Kate_never_for_ever たった一枚で、「真名井の水の見張り番」で言及した『ヨブ記』の「かの時われ雲をもて之が衣服(ころも)となし、暗闇をもて之が襁褓(むつき)となし」を表現しているようなすんばらしい絵。

雲のような模様の服を着た女性のスカートの中から、魑魅魍魎が湧いて出てくる様子が描かれている。

これ、ケイト・ブッシュの3rdアルバム『Never for Ever』(邦題は『魔物語』)のジャケットなんです。

襁褓って実は「おむつ」のことなんですね。つまりスカートの中から湧き出ている魑魅魍魎とは…う・うん…こ?神の次元で考えるとそうなるかも。

神の次元というのは要は、精神の話であるから、人間の精神から無自覚に垂れ流される排泄物が魑魅魍魎なのではないだろうか。もっとわかりやすく言うと、精神の排泄物とは、感情のことではないだろうか。

暗闇っていうのは、暗愚のことをいい、混沌、カオス、意味不明のこと。まさに感情というものは、不可解で意味不明なものですよね。意味不明のものを人は畏れ、禁忌する。

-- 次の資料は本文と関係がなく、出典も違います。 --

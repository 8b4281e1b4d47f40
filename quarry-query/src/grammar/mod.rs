//! SQL grammars: compile a [`Query`] into parameterized SQL.
//!
//! A grammar is a pure function of the AST. Dialects implement the few
//! required methods of [`Grammar`] (identifier quoting and the operator
//! allow-list) and override individual components where their SQL differs.
//!
//! Components of a select are compiled in a fixed order: aggregate,
//! columns, from, joins, wheres, groups, havings, orders, limit, offset,
//! unions. Empty components contribute nothing.
//!
//! ```rust
//! use quarry_query::grammar::{Grammar, SqliteGrammar};
//! use quarry_query::Query;
//!
//! let grammar = SqliteGrammar::new();
//! assert_eq!(grammar.wrap("users.name as n"), r#""users"."name" AS "n""#);
//! assert_eq!(grammar.wrap("posts.*"), r#""posts".*"#);
//!
//! let sql = grammar.compile_select(&Query::table("users")).unwrap();
//! assert_eq!(sql, r#"SELECT * FROM "users""#);
//! ```

mod sqlite;

pub use sqlite::SqliteGrammar;

use std::fmt;

use crate::ast::{
    Aggregate, Assignment, Assignments, BindingKind, Column, Having, Join, JoinCondition, Order,
    Query, Source, Where,
};
use crate::error::{QueryError, QueryResult};
use crate::value::{Row, Value};
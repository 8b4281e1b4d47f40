//! Model registry and event dispatch.

use std::collections::HashMap;
use std::sync::Arc;

use indexmap::IndexMap;
use parking_lot::RwLock;
use quarry_query::{QueryError, QueryResult};
use tracing::{debug, trace};

use crate::definition::ModelDef;
use crate::events::{Listener, ModelEvent, Observer};
use crate::model::Model;

/// Registered model definitions plus their event listeners and observers.
///
/// Relations name their related model, so every model taking part in a
/// relation must be registered before the relation is queried.
#[derive(Default)]
pub struct Registry {
    models: RwLock<IndexMap<String, Arc<ModelDef>>>,
    listeners: RwLock<HashMap<String, Vec<(ModelEvent, Listener)>>>,
    observers: RwLock<HashMap<String, Vec<Arc<dyn Observer>>>>,
}

impl std::fmt::Debug for Registry {
    fn fmt(&self, f: &mut std::fmt::Formatter<'_>) -> std::fmt::Result {
        f.debug_struct("Registry")
            .field("models", &self.models.read().keys().cloned().collect::<Vec<_>>())
            .finish_non_exhaustive()
    }
}

impl Registry {
    /// An empty registry.
    pub fn new() -> Self {
        Self::default()
    }

    /// Register (or replace) a model definition.
    pub fn register(&self, def: ModelDef) -> Arc<ModelDef> {
        let def = Arc::new(def);
        debug!(model = %def.name(), table = %def.table_name(), "model registered");
        self.models
            .write()
            .insert(def.name().to_string(), Arc::clone(&def));
        def
    }

    /// Definition of `model`.
    pub fn get(&self, model: &str) -> QueryResult<Arc<ModelDef>> {
        self.models
            .read()
            .get(model)
            .cloned()
            .ok_or_else(|| QueryError::unknown_model(model))
    }

    /// Whether `model` is registered.
    pub fn contains(&self, model: &str) -> bool {
        self.models.read().contains_key(model)
    }

    /// Registered model names in registration order.
    pub fn model_names(&self) -> Vec<String> {
        self.models.read().keys().cloned().collect()
    }

    /// Listen for `event` on `model`.
    pub fn listen<F>(&self, model: impl Into<String>, event: ModelEvent, listener: F)
    where
        F: Fn(&mut Model) -> bool + Send + Sync + 'static,
    {
        self.listeners
            .write()
            .entry(model.into())
            .or_default()
            .push((event, Arc::new(listener)));
    }

    /// Attach an observer to `model`.
    pub fn observe(&self, model: impl Into<String>, observer: impl Observer + 'static) {
        self.observers
            .write()
            .entry(model.into())
            .or_default()
            .push(Arc::new(observer));
    }

    /// Drop every listener and observer of `model`.
    pub fn forget_listeners(&self, model: &str) {
        self.listeners.write().remove(model);
        self.observers.write().remove(model);
    }

    /// Dispatch `event` for `model` to listeners, then observers.
    ///
    /// For halting events the first `false` stops dispatch and is returned.
    /// Handlers run without any registry lock held, so they may register
    /// further listeners.
    pub fn fire(&self, event: ModelEvent, model: &mut Model) -> bool {
        let name = model.def().name().to_string();
        let listeners: Vec<Listener> = self
            .listeners
            .read()
            .get(&name)
            .map(|all| {
                all.iter()
                    .filter(|(e, _)| *e == event)
                    .map(|(_, l)| Arc::clone(l))
                    .collect()
            })
            .unwrap_or_default();
        let observers: Vec<Arc<dyn Observer>> = self
            .observers
            .read()
            .get(&name)
            .cloned()
            .unwrap_or_default();

        if listeners.is_empty() && observers.is_empty() {
            return true;
        }
        trace!(model = %name, %event, "firing model event");

        for listener in listeners {
            if !listener(model) && event.halts() {
                debug!(model = %name, %event, "halted by listener");
                return false;
            }
        }
        for observer in observers {
            if !observer.handle(event, model) && event.halts() {
                debug!(model = %name, %event, "halted by observer");
                return false;
            }
        }
        true
    }
}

ただ、病床の伊耶那美の排泄物や、伊耶那岐が禊ぎをして祓った穢れから多くの神々が生まれたように、神々(八百万の神)というのは穢れから生まれるもののようです。最終的には三貴子(みはしらのうずみこ)までが生まれています。

衣服は装うもので、対象物を覆い隠し見えなくさせるもの。例えば雲は宇宙から見れば地球の衣服のように、地球を覆い隠している。襁褓(この場合は地球そのもの)はそれ自体は清潔なものでありながら()、穢れを扱うために忌むべきもの、隠すべきものとなる。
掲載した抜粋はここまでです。